GP2-enriched pancreatic progenitors give rise to functional beta cells in vivo and eliminate the risk of teratoma formation

Human pluripotent stem cell (hPSC)-derived pancreatic progenitors (PPs) can be differentiated into beta-like cells in vitro and in vivo, and therefore have therapeutic potential for type 1 diabetes (T1D) treatment. However, the purity of PPs varies across different hPSC lines, differentiation protocols and laboratories. The uncommitted cells may give rise to non-pancreatic endodermal, mesodermal, or ectodermal derivatives in vivo, hampering the safety of hPSC-derived PPs for clinical applications. Recently, proteomics and transcriptomics analyses identified glycoprotein 2 (GP2) as a PP-specific cell surface marker.

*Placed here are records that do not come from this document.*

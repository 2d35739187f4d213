//! REST DTOs. These carry the serde and utoipa derives; SDK models stay transport-free.

use resources_sdk::{NewResource, Resource, ResourcePage, ResourcePatch, ResourceQuery};
use serde::{Deserialize, Deserializer, Serialize};
use time::OffsetDateTime;
use utoipa::{IntoParams, ToSchema};
use uuid::Uuid;

use crate::domain::error::DomainError;
use crate::domain::health::HealthStatus;
use crate::domain::validation;

/// Response DTO for a resource.
#[derive(Debug, Clone, PartialEq, Eq, Serialize, Deserialize, ToSchema)]
#[serde(rename_all = "camelCase")]
pub struct ResourceDto {
    pub id: Uuid,
    pub name: String,
    pub description: Option<String>,
    #[serde(with = "time::serde::rfc3339")]
    pub created_at: OffsetDateTime,
}

impl From<Resource> for ResourceDto {
    fn from(resource: Resource) -> Self {
        Self {
            id: resource.id,
            name: resource.name,
            description: resource.description,
            created_at: resource.created_at,
        }
    }
}

/// Request DTO for creating a resource. Unknown fields are ignored.
#[derive(Debug, Clone, Default, Deserialize, ToSchema)]
pub struct CreateResourceReq {
    #[serde(default)]
    #[schema(value_type = String, min_length = 1, max_length = 255)]
    pub name: Option<String>,
    #[serde(default)]
    #[schema(max_length = 2000)]
    pub description: Option<String>,
}

impl CreateResourceReq {
    /// # Errors
    /// `InvalidArgument` listing every violated constraint.
    pub fn into_new_resource(self) -> Result<NewResource, DomainError> {
        validation::validate_create(self.name.as_deref(), self.description.as_deref())?;
        Ok(NewResource {
            // presence checked by validate_create
            name: self.name.unwrap_or_default(),
            description: self.description,
        })
    }
}

/// Request DTO for a partial update.
///
/// `description` is tri-state: absent leaves it unchanged, `null` clears it.
#[derive(Debug, Clone, Default, Deserialize, ToSchema)]
pub struct UpdateResourceReq {
    #[serde(default)]
    #[schema(min_length = 1, max_length = 255)]
    pub name: Option<String>,
    #[serde(default, deserialize_with = "deserialize_some")]
    #[schema(value_type = Option<String>, max_length = 2000)]
    pub description: Option<Option<String>>,
}

impl From<UpdateResourceReq> for ResourcePatch {
    fn from(req: UpdateResourceReq) -> Self {
        Self {
            name: req.name,
            description: req.description,
        }
    }
}

/// Distinguishes an explicit `null` from a missing field.
fn deserialize_some<'de, T, D>(deserializer: D) -> Result<Option<T>, D::Error>
where
    T: Deserialize<'de>,
    D: Deserializer<'de>,
{
    T::deserialize(deserializer).map(Some)
}

/// Query string for `GET /resources`.
///
/// Pagination values arrive as raw strings so that malformed numbers produce a
/// field-specific message instead of a generic decoder error.
#[derive(Debug, Clone, Default, Deserialize, IntoParams)]
#[into_params(parameter_in = Query)]
pub struct ListResourcesQuery {
    /// Case-insensitive substring of the name. Empty means no filter.
    pub name: Option<String>,
    /// Number of rows to skip.
    #[param(value_type = Option<u64>)]
    pub skip: Option<String>,
    /// Maximum number of rows to return.
    #[param(value_type = Option<u64>)]
    pub take: Option<String>,
}

impl ListResourcesQuery {
    /// # Errors
    /// `InvalidArgument` when `skip` or `take` is not a non-negative integer.
    pub fn into_query(self) -> Result<ResourceQuery, DomainError> {
        Ok(ResourceQuery {
            name: self.name,
            skip: parse_count("skip", self.skip.as_deref())?,
            take: parse_count("take", self.take.as_deref())?,
        })
    }
}

fn parse_count(field: &str, raw: Option<&str>) -> Result<Option<u64>, DomainError> {
    match raw {
        None | Some("") => Ok(None),
        Some(raw) => raw.parse::<u64>().map(Some).map_err(|_| {
            DomainError::invalid_argument(format!("{field} must be a non-negative integer"))
        }),
    }
}

#[derive(Debug, Clone, Serialize, Deserialize, ToSchema)]
pub struct ListResourcesResponse {
    pub items: Vec<ResourceDto>,
    /// Size of the whole filtered set, independent of `skip`/`take`.
    pub total: u64,
}

impl From<ResourcePage> for ListResourcesResponse {
    fn from(page: ResourcePage) -> Self {
        Self {
            items: page.items.into_iter().map(Into::into).collect(),
            total: page.total,
        }
    }
}

#[derive(Debug, Clone, PartialEq, Eq, Serialize, Deserialize, ToSchema)]
pub struct HealthDto {
    /// `ok` or `degraded`.
    pub status: String,
    /// `up` or `down`.
    pub db: String,
}

impl From<HealthStatus> for HealthDto {
    fn from(status: HealthStatus) -> Self {
        Self {
            status: status.status.as_str().to_owned(),
            db: status.db.as_str().to_owned(),
        }
    }
}

/// Uniform error body.
#[derive(Debug, Clone, Serialize, Deserialize, ToSchema)]
pub struct ErrorBody {
    pub error: String,
}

The GP2-enriched PPs generate higher percentages of beta-like cells in vitro compared to unsorted and GP2- fractions, but their potential in vivo remains to be elucidated. Here, we demonstrate that the GP2-enriched-PPs give rise to all pancreatic cells in vivo, including functional beta-like cells. Remarkably, GP2 enrichment eliminated the formation of teratoma in vivo. This study establishes that the GP2-enriched PPs represent a safe option for T1D treatment.